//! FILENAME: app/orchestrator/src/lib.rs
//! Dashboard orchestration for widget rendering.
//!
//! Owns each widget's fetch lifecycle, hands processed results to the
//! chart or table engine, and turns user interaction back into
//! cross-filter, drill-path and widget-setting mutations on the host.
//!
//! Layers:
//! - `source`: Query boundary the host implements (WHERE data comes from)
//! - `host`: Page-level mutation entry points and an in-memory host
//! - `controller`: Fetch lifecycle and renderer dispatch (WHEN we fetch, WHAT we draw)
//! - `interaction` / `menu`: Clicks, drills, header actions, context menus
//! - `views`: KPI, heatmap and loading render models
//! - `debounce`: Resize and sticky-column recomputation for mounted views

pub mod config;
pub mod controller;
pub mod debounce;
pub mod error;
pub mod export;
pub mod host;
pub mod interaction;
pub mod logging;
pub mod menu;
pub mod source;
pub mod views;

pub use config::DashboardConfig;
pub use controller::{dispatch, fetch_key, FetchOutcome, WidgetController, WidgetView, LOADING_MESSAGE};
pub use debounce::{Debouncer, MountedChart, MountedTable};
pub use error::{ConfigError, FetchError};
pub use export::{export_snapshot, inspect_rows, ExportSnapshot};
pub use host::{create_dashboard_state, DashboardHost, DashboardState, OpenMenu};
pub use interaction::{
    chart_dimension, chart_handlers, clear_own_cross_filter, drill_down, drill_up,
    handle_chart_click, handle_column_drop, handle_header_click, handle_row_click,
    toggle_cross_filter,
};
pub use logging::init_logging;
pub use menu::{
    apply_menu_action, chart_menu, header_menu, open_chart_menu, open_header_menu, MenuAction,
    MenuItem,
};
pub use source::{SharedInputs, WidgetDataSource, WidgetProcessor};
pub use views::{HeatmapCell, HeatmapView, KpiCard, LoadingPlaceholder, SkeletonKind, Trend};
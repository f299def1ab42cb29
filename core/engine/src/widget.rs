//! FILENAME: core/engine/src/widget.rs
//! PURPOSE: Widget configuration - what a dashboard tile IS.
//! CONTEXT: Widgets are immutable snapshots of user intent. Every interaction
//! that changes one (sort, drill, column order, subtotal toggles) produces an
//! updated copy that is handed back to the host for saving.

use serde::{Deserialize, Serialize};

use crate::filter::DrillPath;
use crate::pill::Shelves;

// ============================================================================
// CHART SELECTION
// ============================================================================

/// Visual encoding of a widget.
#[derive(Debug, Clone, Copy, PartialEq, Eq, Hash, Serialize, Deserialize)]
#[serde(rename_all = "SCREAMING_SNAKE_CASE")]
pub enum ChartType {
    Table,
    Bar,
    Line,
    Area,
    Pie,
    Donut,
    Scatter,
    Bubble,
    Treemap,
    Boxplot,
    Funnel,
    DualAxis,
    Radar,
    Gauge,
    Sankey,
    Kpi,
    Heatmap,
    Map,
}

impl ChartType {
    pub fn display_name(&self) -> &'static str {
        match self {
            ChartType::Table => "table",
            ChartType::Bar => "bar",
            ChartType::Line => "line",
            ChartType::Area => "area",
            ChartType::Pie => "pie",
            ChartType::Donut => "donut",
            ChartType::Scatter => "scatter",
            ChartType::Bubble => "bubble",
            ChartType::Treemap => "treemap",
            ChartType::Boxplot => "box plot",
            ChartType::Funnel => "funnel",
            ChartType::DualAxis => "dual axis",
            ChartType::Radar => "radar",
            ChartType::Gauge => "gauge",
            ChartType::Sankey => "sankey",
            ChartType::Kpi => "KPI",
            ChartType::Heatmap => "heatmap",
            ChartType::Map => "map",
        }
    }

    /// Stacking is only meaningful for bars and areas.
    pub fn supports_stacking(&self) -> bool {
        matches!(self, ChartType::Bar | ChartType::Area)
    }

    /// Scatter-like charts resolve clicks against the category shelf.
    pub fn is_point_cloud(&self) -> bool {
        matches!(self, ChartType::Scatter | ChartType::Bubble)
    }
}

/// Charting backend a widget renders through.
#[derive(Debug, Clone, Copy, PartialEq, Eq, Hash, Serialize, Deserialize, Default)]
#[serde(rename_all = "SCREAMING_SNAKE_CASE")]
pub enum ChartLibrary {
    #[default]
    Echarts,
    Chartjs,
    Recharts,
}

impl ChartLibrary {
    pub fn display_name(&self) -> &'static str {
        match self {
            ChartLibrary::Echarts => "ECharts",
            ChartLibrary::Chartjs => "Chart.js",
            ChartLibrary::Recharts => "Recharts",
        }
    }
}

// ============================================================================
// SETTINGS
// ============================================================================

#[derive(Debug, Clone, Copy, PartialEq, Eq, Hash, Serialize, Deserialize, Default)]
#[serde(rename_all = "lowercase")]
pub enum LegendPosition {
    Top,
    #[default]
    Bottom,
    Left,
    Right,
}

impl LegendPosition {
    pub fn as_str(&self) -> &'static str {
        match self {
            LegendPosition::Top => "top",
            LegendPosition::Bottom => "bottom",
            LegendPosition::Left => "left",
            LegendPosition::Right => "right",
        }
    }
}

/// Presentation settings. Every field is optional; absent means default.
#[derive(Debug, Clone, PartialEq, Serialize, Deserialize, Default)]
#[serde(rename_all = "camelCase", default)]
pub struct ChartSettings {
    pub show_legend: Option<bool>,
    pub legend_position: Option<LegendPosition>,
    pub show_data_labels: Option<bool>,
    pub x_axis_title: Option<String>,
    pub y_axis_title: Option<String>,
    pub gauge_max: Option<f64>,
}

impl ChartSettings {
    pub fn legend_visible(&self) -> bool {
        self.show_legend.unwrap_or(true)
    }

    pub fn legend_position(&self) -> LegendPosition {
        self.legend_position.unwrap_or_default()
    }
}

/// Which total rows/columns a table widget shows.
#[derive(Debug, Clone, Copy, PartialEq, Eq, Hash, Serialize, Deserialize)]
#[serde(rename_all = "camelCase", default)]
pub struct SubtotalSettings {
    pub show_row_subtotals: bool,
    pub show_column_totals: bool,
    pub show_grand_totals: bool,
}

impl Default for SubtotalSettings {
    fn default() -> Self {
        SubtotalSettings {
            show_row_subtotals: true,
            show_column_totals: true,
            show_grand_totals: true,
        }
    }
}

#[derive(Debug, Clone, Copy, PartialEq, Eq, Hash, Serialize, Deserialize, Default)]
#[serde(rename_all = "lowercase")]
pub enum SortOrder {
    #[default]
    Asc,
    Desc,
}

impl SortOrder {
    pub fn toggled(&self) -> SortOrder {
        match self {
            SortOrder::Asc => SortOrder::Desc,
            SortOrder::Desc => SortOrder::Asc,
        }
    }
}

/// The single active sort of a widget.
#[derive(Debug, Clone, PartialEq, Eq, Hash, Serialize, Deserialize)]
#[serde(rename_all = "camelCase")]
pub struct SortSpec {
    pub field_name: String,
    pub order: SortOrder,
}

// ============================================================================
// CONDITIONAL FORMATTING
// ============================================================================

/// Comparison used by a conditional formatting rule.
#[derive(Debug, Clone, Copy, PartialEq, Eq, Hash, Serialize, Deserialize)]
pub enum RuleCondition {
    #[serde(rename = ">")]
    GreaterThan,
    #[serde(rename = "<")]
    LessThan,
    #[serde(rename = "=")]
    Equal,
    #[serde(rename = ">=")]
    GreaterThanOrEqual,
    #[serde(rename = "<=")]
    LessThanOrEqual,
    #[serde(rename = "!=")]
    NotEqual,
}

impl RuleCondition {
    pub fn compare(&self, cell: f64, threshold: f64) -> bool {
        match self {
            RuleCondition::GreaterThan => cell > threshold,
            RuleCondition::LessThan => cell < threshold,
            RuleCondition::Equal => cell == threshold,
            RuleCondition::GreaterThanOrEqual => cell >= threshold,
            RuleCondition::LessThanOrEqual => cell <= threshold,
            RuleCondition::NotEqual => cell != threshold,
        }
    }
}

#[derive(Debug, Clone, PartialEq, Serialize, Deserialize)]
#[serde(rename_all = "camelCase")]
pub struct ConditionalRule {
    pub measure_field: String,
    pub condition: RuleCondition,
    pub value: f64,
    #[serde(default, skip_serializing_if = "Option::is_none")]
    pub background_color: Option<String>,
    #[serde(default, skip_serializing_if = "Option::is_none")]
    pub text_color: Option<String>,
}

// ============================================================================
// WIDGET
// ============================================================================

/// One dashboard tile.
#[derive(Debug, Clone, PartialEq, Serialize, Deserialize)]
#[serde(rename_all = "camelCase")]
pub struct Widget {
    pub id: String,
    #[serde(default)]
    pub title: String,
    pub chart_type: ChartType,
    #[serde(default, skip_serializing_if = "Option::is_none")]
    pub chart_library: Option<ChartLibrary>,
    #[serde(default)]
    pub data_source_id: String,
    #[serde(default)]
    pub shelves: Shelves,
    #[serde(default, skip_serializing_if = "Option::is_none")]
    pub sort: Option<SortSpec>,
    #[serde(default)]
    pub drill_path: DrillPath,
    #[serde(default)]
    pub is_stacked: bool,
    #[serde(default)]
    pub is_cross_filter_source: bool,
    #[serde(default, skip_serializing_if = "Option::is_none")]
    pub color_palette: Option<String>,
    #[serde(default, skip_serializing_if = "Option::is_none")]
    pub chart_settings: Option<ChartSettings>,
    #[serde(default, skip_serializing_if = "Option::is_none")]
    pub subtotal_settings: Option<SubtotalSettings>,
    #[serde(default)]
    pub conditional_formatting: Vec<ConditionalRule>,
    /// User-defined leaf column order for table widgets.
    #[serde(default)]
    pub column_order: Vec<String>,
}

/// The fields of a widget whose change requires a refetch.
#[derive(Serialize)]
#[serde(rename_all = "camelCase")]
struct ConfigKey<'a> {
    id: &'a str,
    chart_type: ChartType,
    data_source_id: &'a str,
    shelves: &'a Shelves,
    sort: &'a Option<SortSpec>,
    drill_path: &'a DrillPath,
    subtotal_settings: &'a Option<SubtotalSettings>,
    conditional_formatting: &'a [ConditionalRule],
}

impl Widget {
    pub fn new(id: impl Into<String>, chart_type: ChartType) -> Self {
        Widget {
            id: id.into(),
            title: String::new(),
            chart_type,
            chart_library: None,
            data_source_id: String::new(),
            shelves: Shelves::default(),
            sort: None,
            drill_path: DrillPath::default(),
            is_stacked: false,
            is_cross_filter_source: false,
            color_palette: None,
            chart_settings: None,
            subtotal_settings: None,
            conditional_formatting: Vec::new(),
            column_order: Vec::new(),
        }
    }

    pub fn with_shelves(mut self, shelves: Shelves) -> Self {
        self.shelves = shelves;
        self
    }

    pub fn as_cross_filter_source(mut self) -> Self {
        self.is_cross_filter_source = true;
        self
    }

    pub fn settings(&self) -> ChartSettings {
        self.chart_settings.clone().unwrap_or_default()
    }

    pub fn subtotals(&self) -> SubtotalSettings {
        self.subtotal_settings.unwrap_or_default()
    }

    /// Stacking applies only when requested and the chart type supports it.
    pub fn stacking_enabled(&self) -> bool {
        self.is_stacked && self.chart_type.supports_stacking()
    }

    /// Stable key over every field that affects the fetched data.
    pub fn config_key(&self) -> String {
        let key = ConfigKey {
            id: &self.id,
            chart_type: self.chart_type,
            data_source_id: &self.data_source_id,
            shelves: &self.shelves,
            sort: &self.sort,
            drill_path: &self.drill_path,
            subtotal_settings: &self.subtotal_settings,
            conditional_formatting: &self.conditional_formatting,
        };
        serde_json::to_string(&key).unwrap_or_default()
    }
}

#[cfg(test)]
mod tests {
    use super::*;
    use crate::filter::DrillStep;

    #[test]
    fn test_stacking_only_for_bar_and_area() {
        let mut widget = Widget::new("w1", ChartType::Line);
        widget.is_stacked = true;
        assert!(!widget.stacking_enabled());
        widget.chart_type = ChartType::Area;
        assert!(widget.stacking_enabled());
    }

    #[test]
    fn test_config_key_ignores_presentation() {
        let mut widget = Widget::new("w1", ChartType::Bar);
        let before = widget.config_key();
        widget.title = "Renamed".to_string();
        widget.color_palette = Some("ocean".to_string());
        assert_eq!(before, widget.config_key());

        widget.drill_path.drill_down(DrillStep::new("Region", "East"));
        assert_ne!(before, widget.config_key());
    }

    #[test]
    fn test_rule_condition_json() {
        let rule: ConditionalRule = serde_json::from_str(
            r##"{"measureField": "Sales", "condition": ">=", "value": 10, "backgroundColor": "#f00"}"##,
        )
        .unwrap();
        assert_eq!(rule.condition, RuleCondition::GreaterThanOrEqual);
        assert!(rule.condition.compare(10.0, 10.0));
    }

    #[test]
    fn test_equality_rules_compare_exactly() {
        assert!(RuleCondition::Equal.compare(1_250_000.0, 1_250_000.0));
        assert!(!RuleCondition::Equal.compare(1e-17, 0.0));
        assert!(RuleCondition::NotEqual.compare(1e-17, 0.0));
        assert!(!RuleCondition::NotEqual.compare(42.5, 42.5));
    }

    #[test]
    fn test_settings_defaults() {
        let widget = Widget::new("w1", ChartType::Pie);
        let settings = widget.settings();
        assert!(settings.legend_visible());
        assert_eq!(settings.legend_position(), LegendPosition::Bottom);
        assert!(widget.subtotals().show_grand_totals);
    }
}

________

Task prompt. Please copy each line of the entries in which the word "controller" shows up.

Result of this exercise.
//! - `controller`: Fetch lifecycle and renderer dispatch (WHEN we fetch, WHAT we draw)
pub mod controller;
pub use controller::{dispatch, fetch_key, FetchOutcome, WidgetController, WidgetView, LOADING_MESSAGE};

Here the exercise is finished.